• **Your task**: State how many lines of the records contain the string "wiremock". Give the number alone.

Dataset entries
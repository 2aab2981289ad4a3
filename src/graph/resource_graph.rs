//! ResourceGraph - dependency edges between declared resources
//!
//! Built incrementally as resources are declared: a node's dependencies are
//! the origins of its input values. Uses Arc<str> + FxHashMap + SmallVec
//! the same way for every node.
//!
//! Validation:
//! - Cycle detection using DFS three-color algorithm
//! - Topological order (Kahn, declaration order as tie-break)

use std::collections::VecDeque;
use std::sync::Arc;

use rustc_hash::{FxHashMap, FxHashSet};
use smallvec::SmallVec;

use crate::error::GraphError;

/// Stack-allocated deps: most resources have 0-4 dependencies
pub type DepVec = SmallVec<[Arc<str>; 4]>;

/// One declared node
#[derive(Debug, Clone, PartialEq, Eq)]
pub struct GraphNode {
    pub name: Arc<str>,
    pub kind: Arc<str>,
}

/// Graph of resource dependencies
#[derive(Debug, Default)]
pub struct ResourceGraph {
    /// resource -> resources consuming its outputs
    adjacency: FxHashMap<Arc<str>, DepVec>,
    /// resource -> resources it consumes outputs from
    predecessors: FxHashMap<Arc<str>, DepVec>,
    /// Nodes in declaration order
    nodes: Vec<GraphNode>,
}

impl ResourceGraph {
    pub fn new() -> Self {
        Self::default()
    }

    /// Record a declared resource and its dependencies
    ///
    /// Dependencies must already be declared, so a graph built only through
    /// this method is acyclic by construction.
    pub fn add_node<'a>(
        &mut self,
        name: &str,
        kind: &str,
        dependencies: impl IntoIterator<Item = &'a str>,
    ) -> Result<(), GraphError> {
        if self.contains(name) {
            return Err(GraphError::DuplicateResource {
                resource: name.to_string(),
            });
        }

        let mut deps = DepVec::new();
        for dep in dependencies {
            let Some(existing) = self.nodes.iter().find(|n| n.name.as_ref() == dep) else {
                return Err(GraphError::UnknownDependency {
                    resource: name.to_string(),
                    dependency: dep.to_string(),
                });
            };
            if !deps.contains(&existing.name) {
                deps.push(Arc::clone(&existing.name));
            }
        }

        let id: Arc<str> = Arc::from(name);
        for dep in &deps {
            self.adjacency
                .entry(Arc::clone(dep))
                .or_default()
                .push(Arc::clone(&id));
        }
        self.adjacency.entry(Arc::clone(&id)).or_default();
        self.predecessors.insert(Arc::clone(&id), deps);
        self.nodes.push(GraphNode {
            name: id,
            kind: Arc::from(kind),
        });
        Ok(())
    }

    /// Build a graph from raw edges (`from` feeds `to`), without ordering checks
    pub fn from_edges(nodes: &[(&str, &str)], edges: &[(&str, &str)]) -> Self {
        let mut graph = Self::new();
        for (name, kind) in nodes {
            let id: Arc<str> = Arc::from(*name);
            graph.adjacency.insert(Arc::clone(&id), DepVec::new());
            graph.predecessors.insert(Arc::clone(&id), DepVec::new());
            graph.nodes.push(GraphNode {
                name: id,
                kind: Arc::from(*kind),
            });
        }
        for (from, to) in edges {
            let from: Arc<str> = Arc::from(*from);
            let to: Arc<str> = Arc::from(*to);
            graph
                .adjacency
                .entry(Arc::clone(&from))
                .or_default()
                .push(Arc::clone(&to));
            graph.predecessors.entry(to).or_default().push(from);
        }
        graph
    }

    #[inline]
    pub fn contains(&self, name: &str) -> bool {
        self.predecessors.contains_key(name)
    }

    pub fn len(&self) -> usize {
        self.nodes.len()
    }

    pub fn is_empty(&self) -> bool {
        self.nodes.is_empty()
    }

    /// Nodes in declaration order
    pub fn nodes(&self) -> &[GraphNode] {
        &self.nodes
    }

    pub fn kind_of(&self, name: &str) -> Option<&str> {
        self.nodes
            .iter()
            .find(|n| n.name.as_ref() == name)
            .map(|n| n.kind.as_ref())
    }

    /// Direct dependencies of a resource
    #[inline]
    pub fn dependencies(&self, name: &str) -> &[Arc<str>] {
        static EMPTY: &[Arc<str>] = &[];
        self.predecessors
            .get(name)
            .map_or(EMPTY, SmallVec::as_slice)
    }

    /// Direct dependents of a resource
    #[inline]
    pub fn dependents(&self, name: &str) -> &[Arc<str>] {
        static EMPTY: &[Arc<str>] = &[];
        self.adjacency.get(name).map_or(EMPTY, SmallVec::as_slice)
    }

    /// Check if there's a path from `from` to `to` (BFS)
    pub fn has_path(&self, from: &str, to: &str) -> bool {
        if from == to {
            return true;
        }

        let mut visited: FxHashSet<&str> = FxHashSet::default();
        let mut queue: VecDeque<&str> = VecDeque::new();
        queue.push_back(from);
        visited.insert(from);

        while let Some(current) = queue.pop_front() {
            for neighbor in self.dependents(current) {
                if neighbor.as_ref() == to {
                    return true;
                }
                if visited.insert(neighbor.as_ref()) {
                    queue.push_back(neighbor.as_ref());
                }
            }
        }
        false
    }

    /// Detect cycles using DFS with three-color marking
    pub fn detect_cycles(&self) -> Result<(), GraphError> {
        #[derive(Clone, Copy, PartialEq, Eq)]
        enum Color {
            White,
            Gray,
            Black,
        }

        fn dfs(
            node: Arc<str>,
            adjacency: &FxHashMap<Arc<str>, DepVec>,
            colors: &mut FxHashMap<Arc<str>, Color>,
            stack: &mut Vec<Arc<str>>,
        ) -> Result<(), String> {
            colors.insert(Arc::clone(&node), Color::Gray);
            stack.push(Arc::clone(&node));

            if let Some(neighbors) = adjacency.get(&node) {
                for neighbor in neighbors {
                    match colors.get(neighbor) {
                        Some(Color::Gray) => {
                            let start = stack
                                .iter()
                                .position(|x| x.as_ref() == neighbor.as_ref())
                                .unwrap_or(0);
                            let cycle: Vec<&str> =
                                stack[start..].iter().map(|s| s.as_ref()).collect();
                            return Err(format!("{} → {}", cycle.join(" → "), neighbor));
                        }
                        Some(Color::White) | None => {
                            dfs(Arc::clone(neighbor), adjacency, colors, stack)?;
                        }
                        Some(Color::Black) => {}
                    }
                }
            }

            stack.pop();
            colors.insert(node, Color::Black);
            Ok(())
        }

        let mut colors: FxHashMap<Arc<str>, Color> = self
            .nodes
            .iter()
            .map(|n| (Arc::clone(&n.name), Color::White))
            .collect();
        let mut stack: Vec<Arc<str>> = Vec::new();

        for node in &self.nodes {
            if colors.get(&node.name) == Some(&Color::White) {
                dfs(Arc::clone(&node.name), &self.adjacency, &mut colors, &mut stack)
                    .map_err(|cycle| GraphError::CycleDetected { cycle })?;
            }
        }
        Ok(())
    }

    /// Resources in an order where every dependency precedes its dependents
    pub fn topological_order(&self) -> Result<Vec<Arc<str>>, GraphError> {
        self.detect_cycles()?;

        let mut indegree: FxHashMap<&str, usize> = self
            .nodes
            .iter()
            .map(|n| (n.name.as_ref(), self.dependencies(&n.name).len()))
            .collect();
        let mut ready: VecDeque<&Arc<str>> = self
            .nodes
            .iter()
            .filter(|n| indegree.get(n.name.as_ref()) == Some(&0))
            .map(|n| &n.name)
            .collect();
        let mut order = Vec::with_capacity(self.nodes.len());

        while let Some(name) = ready.pop_front() {
            order.push(Arc::clone(name));
            // declaration order among newly ready nodes
            for node in &self.nodes {
                if !self.dependencies(&node.name).contains(name) {
                    continue;
                }
                if let Some(count) = indegree.get_mut(node.name.as_ref()) {
                    *count -= 1;
                    if *count == 0 {
                        ready.push_back(&node.name);
                    }
                }
            }
        }
        Ok(order)
    }

    /// Validate the graph is acyclic
    pub fn validate(&self) -> Result<(), GraphError> {
        self.detect_cycles()
    }
}

#[cfg(test)]
mod tests {
    use super::*;

    fn vault_chain() -> ResourceGraph {
        let mut graph = ResourceGraph::new();
        graph.add_node("vault-keys", "kms.KeyRing", []).unwrap();
        graph
            .add_node("vault-key", "kms.CryptoKey", ["vault-keys"])
            .unwrap();
        graph.add_node("vault-storage", "storage.Bucket", []).unwrap();
        graph
            .add_node("vault", "cloudrun.Service", ["vault-key", "vault-storage", "vault-keys"])
            .unwrap();
        graph
    }

    #[test]
    fn dependencies_and_dependents() {
        let graph = vault_chain();
        let deps: Vec<&str> = graph.dependencies("vault").iter().map(|d| d.as_ref()).collect();
        assert_eq!(deps, vec!["vault-key", "vault-storage", "vault-keys"]);

        let dependents: Vec<&str> =
            graph.dependents("vault-keys").iter().map(|d| d.as_ref()).collect();
        assert_eq!(dependents, vec!["vault-key", "vault"]);
        assert_eq!(graph.kind_of("vault-storage"), Some("storage.Bucket"));
    }

    #[test]
    fn duplicate_names_are_rejected() {
        let mut graph = vault_chain();
        let err = graph.add_node("vault", "cloudrun.Service", []).unwrap_err();
        assert!(matches!(err, GraphError::DuplicateResource { .. }));
    }

    #[test]
    fn unknown_dependency_is_rejected() {
        let mut graph = ResourceGraph::new();
        let err = graph.add_node("vault", "cloudrun.Service", ["ghost"]).unwrap_err();
        assert!(matches!(
            err,
            GraphError::UnknownDependency { dependency, .. } if dependency == "ghost"
        ));
    }

    #[test]
    fn has_path_is_transitive() {
        let graph = vault_chain();
        assert!(graph.has_path("vault-keys", "vault"));
        assert!(!graph.has_path("vault", "vault-keys"));
    }

    #[test]
    fn topological_order_respects_dependencies() {
        let graph = vault_chain();
        let order: Vec<String> = graph
            .topological_order()
            .unwrap()
            .iter()
            .map(|s| s.to_string())
            .collect();
        let pos = |n: &str| order.iter().position(|x| x == n).unwrap();
        assert!(pos("vault-keys") < pos("vault-key"));
        assert!(pos("vault-key") < pos("vault"));
        assert!(pos("vault-storage") < pos("vault"));
        assert_eq!(order.len(), 4);
    }

    #[test]
    fn detect_cycle_in_raw_edges() {
        let graph = ResourceGraph::from_edges(
            &[("a", "x"), ("b", "x"), ("c", "x")],
            &[("a", "b"), ("b", "c"), ("c", "a")],
        );
        let err = graph.validate().unwrap_err();
        match err {
            GraphError::CycleDetected { cycle } => assert!(cycle.contains("a → b → c → a")),
            other => panic!("expected cycle, got {other:?}"),
        }
        assert!(graph.topological_order().is_err());
    }
}
//! Init handshake against a local HTTP server

use std::time::Duration;
use serde_json::json;
use vaultgraph::bootstrap::{BootstrapSequencer, BootstrapState, InitClient};
use vaultgraph::config::RunSettings;
use vaultgraph::deferred::Deferred;
use vaultgraph::error::{ErrorKind, GraphError};
use vaultgraph::event_log::{EventKind, EventLog};
use vaultgraph::export::ExportSink;
use wiremock::matchers::{body_json, method, path};
use wiremock::{Mock, MockServer, ResponseTemplate};

fn client() -> InitClient {
    let settings = RunSettings {
        init_timeout: Duration::from_secs(5),
        ..RunSettings::default()
    };
    InitClient::new(&settings).unwrap()
}

fn init_body() -> serde_json::Value {
    json!({
        "keys": ["k1", "k2", "k3", "k4", "k5"],
        "keys_base64": ["azE=", "azI=", "azM=", "azQ=", "azU="],
        "root_token": "tok-1"
    })
}

#[tokio::test]
async fn test_successful_init_resolves_bundle() {
    let server = MockServer::start().await;
    Mock::given(method("POST"))
        .and(path("/v1/sys/init"))
        .and(body_json(json!({
            "recovery_shares": 5,
            "recovery_threshold": 3,
            "stored_shares": 5
        })))
        .respond_with(ResponseTemplate::new(200).set_body_json(init_body()))
        .expect(1)
        .mount(&server)
        .await;

    let url = Deferred::<String>::from_resource("vault.address", "vault");
    let events = EventLog::new();
    let seq = BootstrapSequencer::start("vault-init", &url, client(), events.clone()).unwrap();
    url.resolve(server.uri()).unwrap();

    let token = seq.root_token().settled().await.unwrap();
    assert_eq!(token.expose(), "tok-1");
    let keys = seq.recovery_keys().settled().await.unwrap();
    assert_eq!(keys.len(), 5);
    assert_eq!(seq.state(), BootstrapState::Succeeded);
    assert_eq!(seq.attempts(), 1);

    let transitions: Vec<(String, String)> = events
        .events()
        .into_iter()
        .filter_map(|e| match e.kind {
            EventKind::BootstrapTransition { from, to } => Some((from, to)),
            _ => None,
        })
        .collect();
    assert_eq!(
        transitions,
        vec![
            ("waiting_for_endpoint".to_string(), "initializing".to_string()),
            ("initializing".to_string(), "succeeded".to_string()),
        ]
    );
}

#[tokio::test]
async fn test_server_error_fails_bundle() {
    let server = MockServer::start().await;
    Mock::given(method("POST"))
        .and(path("/v1/sys/init"))
        .respond_with(ResponseTemplate::new(500).set_body_string("Vault is already initialized"))
        .expect(1)
        .mount(&server)
        .await;

    let url = Deferred::<String>::pending("vault.address");
    let seq = BootstrapSequencer::start("vault-init", &url, client(), EventLog::new()).unwrap();
    url.resolve(server.uri()).unwrap();

    let failure = seq.bundle().settled().await.unwrap_err();
    assert_eq!(failure.kind(), ErrorKind::BootstrapFailed);
    match &*failure {
        GraphError::BootstrapFailed { status, snippet } => {
            assert_eq!(*status, Some(500));
            assert!(snippet.contains("already initialized"));
        }
        other => panic!("unexpected failure: {other}"),
    }
    assert_eq!(seq.state(), BootstrapState::Failed);
}

#[tokio::test]
async fn test_malformed_body_fails_bundle() {
    let server = MockServer::start().await;
    Mock::given(method("POST"))
        .and(path("/v1/sys/init"))
        .respond_with(ResponseTemplate::new(200).set_body_json(json!({ "keys": [] })))
        .mount(&server)
        .await;

    let url = Deferred::<String>::pending("vault.address");
    let seq = BootstrapSequencer::start("vault-init", &url, client(), EventLog::new()).unwrap();
    url.resolve(server.uri()).unwrap();

    let failure = seq.root_token().settled().await.unwrap_err();
    assert!(failure.to_string().contains("malformed response"));
    assert_eq!(seq.state(), BootstrapState::Failed);
}

#[tokio::test]
async fn test_partial_body_never_leaks_token() {
    let server = MockServer::start().await;
    Mock::given(method("POST"))
        .and(path("/v1/sys/init"))
        .respond_with(ResponseTemplate::new(200).set_body_json(json!({
            "keys": ["k1"],
            "root_token": "hvs.partial-secret"
        })))
        .mount(&server)
        .await;

    let url = Deferred::<String>::pending("vault.address");
    let events = EventLog::new();
    let seq = BootstrapSequencer::start("vault-init", &url, client(), events.clone()).unwrap();
    let mut exports = ExportSink::new(events);
    exports.export_sensitive("root_token", &seq.root_token());
    exports.export_sensitive("recovery_keys", &seq.recovery_keys());
    url.resolve(server.uri()).unwrap();

    let report = exports.finalize(Duration::from_secs(5)).await;
    let failure = report.get("root_token").unwrap().outcome.clone().unwrap_err();
    let message = failure.to_string();
    assert!(message.contains("missing field `keys_base64`"), "{message}");
    assert!(!message.contains("hvs.partial-secret"));
    assert!(!message.contains("k1"));

    let text = report.render_text(false);
    let json = report.to_json(false).to_string();
    assert!(!text.contains("hvs.partial-secret"), "{text}");
    assert!(!json.contains("hvs.partial-secret"), "{json}");
    assert_eq!(seq.state(), BootstrapState::Failed);
}

#[tokio::test]
async fn test_no_request_before_url_resolves() {
    let server = MockServer::start().await;
    Mock::given(method("POST"))
        .and(path("/v1/sys/init"))
        .respond_with(ResponseTemplate::new(200).set_body_json(init_body()))
        .expect(1)
        .mount(&server)
        .await;

    let url = Deferred::<String>::pending("vault.address");
    let seq = BootstrapSequencer::start("vault-init", &url, client(), EventLog::new()).unwrap();

    tokio::time::sleep(Duration::from_millis(50)).await;
    assert!(server.received_requests().await.unwrap().is_empty());
    assert_eq!(seq.state(), BootstrapState::WaitingForEndpoint);

    url.resolve(server.uri()).unwrap();
    seq.bundle().settled().await.unwrap();
    assert_eq!(server.received_requests().await.unwrap().len(), 1);
}

#[tokio::test]
async fn test_unreachable_endpoint_reports_no_status() {
    let url = Deferred::resolved("vault.address", "http://127.0.0.1:9".to_string());
    let seq = BootstrapSequencer::start("vault-init", &url, client(), EventLog::new()).unwrap();

    let failure = seq.bundle().settled().await.unwrap_err();
    assert!(matches!(&*failure, GraphError::BootstrapFailed { status: None, .. }));
    assert_eq!(seq.attempts(), 1);
}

• **Result**: 2